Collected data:
• • • • •
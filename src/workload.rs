//! Distribution of activity hours over calendar months, grouped per resource and project.

use crate::activity::ActivityRow;
use crate::period::YearMonth;
use polars::prelude::*;
use serde::{Deserialize, Serialize};
use std::collections::{BTreeMap, HashMap};
use tracing::{debug, trace};

/// How an activity's hours are divided when its range reaches outside the target year.
#[derive(Debug, Clone, Copy, Default, PartialEq, Eq, Serialize, Deserialize)]
#[serde(rename_all = "snake_case")]
pub enum SplitPolicy {
    /// Divide by every month the range touches; the share of months in other years is dropped
    /// rather than redistributed into the target year.
    #[default]
    FullSpan,
    /// Divide by the months that fall inside the target year only.
    TargetYearOnly,
}

#[derive(Debug, Clone, Copy, Default, PartialEq, Eq, Serialize, Deserialize)]
pub struct WorkloadFilter {
    #[serde(default, skip_serializing_if = "Option::is_none")]
    pub resource_id: Option<i64>,
    #[serde(default, skip_serializing_if = "Option::is_none")]
    pub project_id: Option<i64>,
}

impl WorkloadFilter {
    pub fn all() -> Self {
        Self::default()
    }

    pub fn resource(resource_id: i64) -> Self {
        Self {
            resource_id: Some(resource_id),
            project_id: None,
        }
    }

    pub fn project(project_id: i64) -> Self {
        Self {
            resource_id: None,
            project_id: Some(project_id),
        }
    }

    fn matches(&self, row: &ActivityRow) -> bool {
        self.resource_id.is_none_or(|id| id == row.resource_id)
            && self.project_id.is_none_or(|id| id == row.project_id)
    }
}

/// One activity's share of a bucket.
#[derive(Debug, Clone, PartialEq, Serialize, Deserialize)]
pub struct ActivityContribution {
    pub activity_id: i64,
    pub work_package_name: String,
    pub hours: f64,
}

#[derive(Debug, Clone, PartialEq, Serialize, Deserialize)]
pub struct WorkloadBucket {
    pub resource_id: i64,
    pub resource_name: String,
    pub project_id: i64,
    pub project_name: String,
    /// 1-based month within the target year.
    pub month: u32,
    pub total_hours: f64,
    pub activities: Vec<ActivityContribution>,
}

/// Spread each matching activity's hours evenly over the months of `target_year` it touches.
pub fn aggregate(
    activities: &[ActivityRow],
    target_year: i32,
    filter: WorkloadFilter,
) -> Vec<WorkloadBucket> {
    aggregate_with_policy(activities, target_year, filter, SplitPolicy::default())
}

pub fn aggregate_with_policy(
    activities: &[ActivityRow],
    target_year: i32,
    filter: WorkloadFilter,
    policy: SplitPolicy,
) -> Vec<WorkloadBucket> {
    let mut buckets: HashMap<(i64, i64, u32), WorkloadBucket> = HashMap::new();

    for activity in activities.iter().filter(|a| filter.matches(a)) {
        let touched: Vec<YearMonth> = activity.months().collect();
        let retained: Vec<u32> = touched
            .iter()
            .filter(|ym| ym.year() == target_year)
            .map(|ym| ym.month())
            .collect();
        if retained.is_empty() {
            trace!(activity_id = activity.id, target_year, "activity outside target year");
            continue;
        }

        let denominator = match policy {
            SplitPolicy::FullSpan => touched.len(),
            SplitPolicy::TargetYearOnly => retained.len(),
        };
        let hours_per_month = activity.planned_hours / denominator as f64;

        for month in retained {
            let bucket = buckets
                .entry((activity.resource_id, activity.project_id, month))
                .or_insert_with(|| WorkloadBucket {
                    resource_id: activity.resource_id,
                    resource_name: activity.resource_name.clone(),
                    project_id: activity.project_id,
                    project_name: activity.project_name.clone(),
                    month,
                    total_hours: 0.0,
                    activities: Vec::new(),
                });
            bucket.total_hours += hours_per_month;
            bucket.activities.push(ActivityContribution {
                activity_id: activity.id,
                work_package_name: activity.work_package_name.clone(),
                hours: hours_per_month,
            });
        }
    }

    let mut result: Vec<WorkloadBucket> = buckets.into_values().collect();
    // String ordering is byte-wise, so the result does not depend on locale.
    result.sort_by(|a, b| {
        a.resource_name
            .cmp(&b.resource_name)
            .then(a.resource_id.cmp(&b.resource_id))
            .then_with(|| a.project_name.cmp(&b.project_name))
            .then(a.project_id.cmp(&b.project_id))
            .then(a.month.cmp(&b.month))
    });
    debug!(
        target_year,
        activities = activities.len(),
        buckets = result.len(),
        "aggregated workload"
    );
    result
}

#[derive(Debug, Clone, PartialEq, Serialize, Deserialize)]
pub struct WorkloadTotals {
    /// Hours per month 1..=12; months without workload are present with 0.
    pub monthly: BTreeMap<u32, f64>,
    pub by_resource: BTreeMap<String, f64>,
    pub by_project: BTreeMap<String, f64>,
    pub grand_total: f64,
}

impl WorkloadTotals {
    pub fn from_buckets(buckets: &[WorkloadBucket]) -> Self {
        let mut monthly: BTreeMap<u32, f64> = (1..=12).map(|m| (m, 0.0)).collect();
        let mut by_resource = BTreeMap::new();
        let mut by_project = BTreeMap::new();
        let mut grand_total = 0.0;

        for bucket in buckets {
            *monthly.entry(bucket.month).or_insert(0.0) += bucket.total_hours;
            *by_resource
                .entry(bucket.resource_name.clone())
                .or_insert(0.0) += bucket.total_hours;
            *by_project
                .entry(bucket.project_name.clone())
                .or_insert(0.0) += bucket.total_hours;
            grand_total += bucket.total_hours;
        }

        Self {
            monthly,
            by_resource,
            by_project,
            grand_total,
        }
    }
}

/// Pivot buckets into one row per (resource, project) with `m01`..`m12` and `total` columns.
///
/// Rows keep the order in which pairs first appear, so sorted buckets give a sorted matrix.
pub fn workload_matrix(buckets: &[WorkloadBucket]) -> PolarsResult<DataFrame> {
    let mut row_index: HashMap<(i64, i64), usize> = HashMap::new();
    let mut resources: Vec<String> = Vec::new();
    let mut projects: Vec<String> = Vec::new();
    let mut hours: Vec<[f64; 12]> = Vec::new();

    for bucket in buckets {
        let idx = *row_index
            .entry((bucket.resource_id, bucket.project_id))
            .or_insert_with(|| {
                resources.push(bucket.resource_name.clone());
                projects.push(bucket.project_name.clone());
                hours.push([0.0; 12]);
                hours.len() - 1
            });
        if let Some(slot) = (bucket.month as usize)
            .checked_sub(1)
            .and_then(|m| hours[idx].get_mut(m))
        {
            *slot += bucket.total_hours;
        }
    }

    let mut columns: Vec<Column> = Vec::with_capacity(15);
    columns.push(Series::new(PlSmallStr::from_static("resource"), resources).into_column());
    columns.push(Series::new(PlSmallStr::from_static("project"), projects).into_column());
    for month in 0..12 {
        let values: Vec<f64> = hours.iter().map(|row| row[month]).collect();
        let name = PlSmallStr::from_string(format!("m{:02}", month + 1));
        columns.push(Series::new(name, values).into_column());
    }
    let totals: Vec<f64> = hours.iter().map(|row| row.iter().sum()).collect();
    columns.push(Series::new(PlSmallStr::from_static("total"), totals).into_column());

    DataFrame::new(columns)
}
• • • • •
Problem to work on: Determine the number of lines in the records that include the string "SplitPolicy", and respond with that number only.

Answer area: 5